Basic targets that will be available for users to install for their experiments will be gas jets, gas cells and solid foils.
Gas targets: 3D printed gas jets and gas cells are available with a variety of parameters. Users can request special designs and we can work to design the gas jets / cells. These will typically be implemented in TA1 and TA3.
2-stage supersonic gas jets with independently controlled gas inlets (gas species, pressures)
- 1st stage: Injector stage with pressure up to 1000 psi, gas density up to 2e19 cm^-3 and a length of 1 mm.
- 2nd stage: Accelerator stage with pressure up to 1000 psi, gas density up to 2e19 cm^-3 and a length 1mm – 20 mm (not variable).
2-stage variable length gas cells with independently controlled gas inlets (gas species, pressures)
- 1st stage: Injector stage with pressure up to 100 psi, gas density up to 1e19 cm^-3 and a length of 1 mm.
- 2nd stage: Accelerator stage with pressure up to 100 psi, gas density up to 1e19 cm^-3 and a length of 1 mm – 20 mm (variable by change the height of the gas cell).
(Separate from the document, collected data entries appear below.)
// Licensed to the Apache Software Foundation (ASF) under one
// or more contributor license agreements.  See the NOTICE file
// distributed with this work for additional information
// regarding copyright ownership.  The ASF licenses this file
// to you under the Apache License, Version 2.0 (the
// "License"); you may not use this file except in compliance
// with the License.  You may obtain a copy of the License at
//
//   http://www.apache.org/licenses/LICENSE-2.0
//
// Unless required by applicable law or agreed to in writing,
// software distributed under the License is distributed on an
// "AS IS" BASIS, WITHOUT WARRANTIES OR CONDITIONS OF ANY
// KIND, either express or implied.  See the License for the
// specific language governing permissions and limitations
// under the License.

mod config;
mod logging;

pub use config::{Settings, APP_NAME};
pub use logging::init_file_logger;
// Licensed to the Apache Software Foundation (ASF) under one
// or more contributor license agreements.  See the NOTICE file
// distributed with this work for additional information
// regarding copyright ownership.  The ASF licenses this file
// to you under the Apache License, Version 2.0 (the
// "License"); you may not use this file except in compliance
// with the License.  You may obtain a copy of the License at
//
//   http://www.apache.org/licenses/LICENSE-2.0
//
// Unless required by applicable law or agreed to in writing,
// software distributed under the License is distributed on an
// "AS IS" BASIS, WITHOUT WARRANTIES OR CONDITIONS OF ANY
// KIND, either express or implied.  See the License for the
// specific language governing permissions and limitations
// under the License.

use std::io::{self, Stdout};

use color_eyre::Result;
use crossterm::{
    cursor, execute,
    terminal::{disable_raw_mode, enable_raw_mode, EnterAlternateScreen, LeaveAlternateScreen},
};
use ratatui::{backend::CrosstermBackend, Terminal};

use crate::{app::App, ui};

pub type Tui = Terminal<CrosstermBackend<Stdout>>;

fn init() -> Result<Tui> {
    execute!(io::stdout(), EnterAlternateScreen)?;
    enable_raw_mode()?;
    let mut terminal = Terminal::new(CrosstermBackend::new(io::stdout()))?;
    terminal.hide_cursor()?;
    terminal.clear()?;

    // Leave the alternate screen before the panic message is printed
    let original_hook = std::panic::take_hook();
    std::panic::set_hook(Box::new(move |panic_info| {
        let _ = restore();
        original_hook(panic_info);
    }));

    Ok(terminal)
}

fn restore() -> Result<()> {
    disable_raw_mode()?;
    execute!(io::stdout(), LeaveAlternateScreen, cursor::Show)?;
    Ok(())
}

/// Owns the terminal for the lifetime of the dashboard and restores it on drop.
pub struct TuiWrapper {
    terminal: Tui,
}

impl TuiWrapper {
    pub fn new() -> Result<Self> {
        Ok(Self { terminal: init()? })
    }

    pub fn draw(&mut self, app: &App) -> Result<()> {
        self.terminal.draw(|f| ui::render(f, app))?;
        Ok(())
    }
}

impl Drop for TuiWrapper {
    fn drop(&mut self) {
        if let Err(e) = restore() {
            tracing::error!("Failed to restore the terminal: {e:?}");
        }
    }
}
Solid targets available for TA2 experiments include metallic foils with thicknesses ranging from 0.8 to >10 microns, and Silicon Nitride (SiN) windows with thicknesses down to 50 nm. For high-harmonic generation experiments, optical quality (lambda/4) glass substrates are available. Foils and SiN windows can be mounted in-house to a frame, and targets can be positioned by motorized x-y-z translation stages inside the chamber enabling several shots without braking vacuum. The translation stages have 50 mm of travel range in each direction.
Custom targets: We have an in-house target Engineer, Sallee Klein, who has the capability to fabricate planar and 3D targets. There is also an on-site laser cutter to prepare small elements. Any custom target requests will be considered by the facility on a case-by-case basis.